§ Problem requirements:
Repeat the listing in full, exactly as it stands.

── Supplied records

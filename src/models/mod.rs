use chrono::{DateTime, Duration, Utc};
use rust_decimal::Decimal;
use serde::{Deserialize, Serialize};
use std::fmt;

// ---------------------------------------------------------------------------
// Side
// ---------------------------------------------------------------------------

#[derive(Debug, Clone, Copy, PartialEq, Eq, Serialize, Deserialize)]
#[serde(rename_all = "UPPERCASE")]
pub enum Side {
    Buy,
    Sell,
}

impl Side {
    pub fn from_api_str(s: &str) -> Option<Self> {
        match s.to_uppercase().as_str() {
            "BUY" | "0" => Some(Side::Buy),
            "SELL" | "1" => Some(Side::Sell),
            _ => None,
        }
    }
}

impl fmt::Display for Side {
    fn fmt(&self, f: &mut fmt::Formatter<'_>) -> fmt::Result {
        match self {
            Side::Buy => write!(f, "BUY"),
            Side::Sell => write!(f, "SELL"),
        }
    }
}

// ---------------------------------------------------------------------------
// Trade — core pipeline message
// ---------------------------------------------------------------------------

/// One normalized trade from the venue feed. Immutable once fetched.
#[derive(Debug, Clone, Serialize, Deserialize)]
pub struct Trade {
    /// Venue-unique trade identifier, used for deduplication.
    pub trade_id: String,
    pub wallet: String,
    pub market_id: String,
    pub outcome: String,
    pub side: Side,
    pub size: Decimal,
    pub price: Decimal,
    /// USDC value of the trade (`size * price`).
    pub notional: Decimal,
    pub timestamp: DateTime<Utc>,
}

impl fmt::Display for Trade {
    fn fmt(&self, f: &mut fmt::Formatter<'_>) -> fmt::Result {
        write!(
            f,
            "Trade: wallet={} market={} side={} notional={}",
            &self.wallet[..8.min(self.wallet.len())],
            &self.market_id[..8.min(self.market_id.len())],
            self.side,
            self.notional,
        )
    }
}

// ---------------------------------------------------------------------------
// Market details (enrichment)
// ---------------------------------------------------------------------------

/// Human-readable market details fetched from the metadata API.
#[derive(Debug, Clone, Serialize, Deserialize)]
pub struct MarketDetails {
    pub question: String,
    pub outcomes: Vec<String>,
}

impl MarketDetails {
    /// Placeholder used when the metadata lookup fails. A signal is never
    /// dropped just because enrichment was unavailable.
    pub fn unknown() -> Self {
        Self {
            question: "Unknown market".into(),
            outcomes: Vec::new(),
        }
    }
}

// ---------------------------------------------------------------------------
// Signal
// ---------------------------------------------------------------------------

/// A qualifying copy-trade signal: a large trade from a recently first-seen
/// wallet, enriched with market details and handed off to the sinks.
#[derive(Debug, Clone)]
pub struct Signal {
    pub trade: Trade,
    pub market: MarketDetails,
    /// How long the wallet had been known when the signal was generated.
    pub wallet_age: Duration,
    pub generated_at: DateTime<Utc>,
}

────

§ Response to the exercise:
filename src/models/mod.rs
use chrono::{DateTime, Duration, Utc};
use rust_decimal::Decimal;
use serde::{Deserialize, Serialize};
use std::fmt;

// ---------------------------------------------------------------------------
// Side
// ---------------------------------------------------------------------------

#[derive(Debug, Clone, Copy, PartialEq, Eq, Serialize, Deserialize)]
#[serde(rename_all = "UPPERCASE")]
pub enum Side {
    Buy,
    Sell,
}

impl Side {
    pub fn from_api_str(s: &str) -> Option<Self> {
        match s.to_uppercase().as_str() {
            "BUY" | "0" => Some(Side::Buy),
            "SELL" | "1" => Some(Side::Sell),
            _ => None,
        }
    }
}

impl fmt::Display for Side {
    fn fmt(&self, f: &mut fmt::Formatter<'_>) -> fmt::Result {
        match self {
            Side::Buy => write!(f, "BUY"),
            Side::Sell => write!(f, "SELL"),
        }
    }
}

// ---------------------------------------------------------------------------
// Trade — core pipeline message
// ---------------------------------------------------------------------------

/// One normalized trade from the venue feed. Immutable once fetched.
#[derive(Debug, Clone, Serialize, Deserialize)]
pub struct Trade {
    /// Venue-unique trade identifier, used for deduplication.
    pub trade_id: String,
    pub wallet: String,
    pub market_id: String,
    pub outcome: String,
    pub side: Side,
    pub size: Decimal,
    pub price: Decimal,
    /// USDC value of the trade (`size * price`).
    pub notional: Decimal,
    pub timestamp: DateTime<Utc>,
}

impl fmt::Display for Trade {
    fn fmt(&self, f: &mut fmt::Formatter<'_>) -> fmt::Result {
        write!(
            f,
            "Trade: wallet={} market={} side={} notional={}",
            &self.wallet[..8.min(self.wallet.len())],
            &self.market_id[..8.min(self.market_id.len())],
            self.side,
            self.notional,
        )
    }
}

// ---------------------------------------------------------------------------
// Market details (enrichment)
// ---------------------------------------------------------------------------

/// Human-readable market details fetched from the metadata API.
#[derive(Debug, Clone, Serialize, Deserialize)]
pub struct MarketDetails {
    pub question: String,
    pub outcomes: Vec<String>,
}

impl MarketDetails {
    /// Placeholder used when the metadata lookup fails. A signal is never
    /// dropped just because enrichment was unavailable.
    pub fn unknown() -> Self {
        Self {
            question: "Unknown market".into(),
            outcomes: Vec::new(),
        }
    }
}

// ---------------------------------------------------------------------------
// Signal
// ---------------------------------------------------------------------------

/// A qualifying copy-trade signal: a large trade from a recently first-seen
/// wallet, enriched with market details and handed off to the sinks.
#[derive(Debug, Clone)]
pub struct Signal {
    pub trade: Trade,
    pub market: MarketDetails,
    /// How long the wallet had been known when the signal was generated.
    pub wallet_age: Duration,
    pub generated_at: DateTime<Utc>,
}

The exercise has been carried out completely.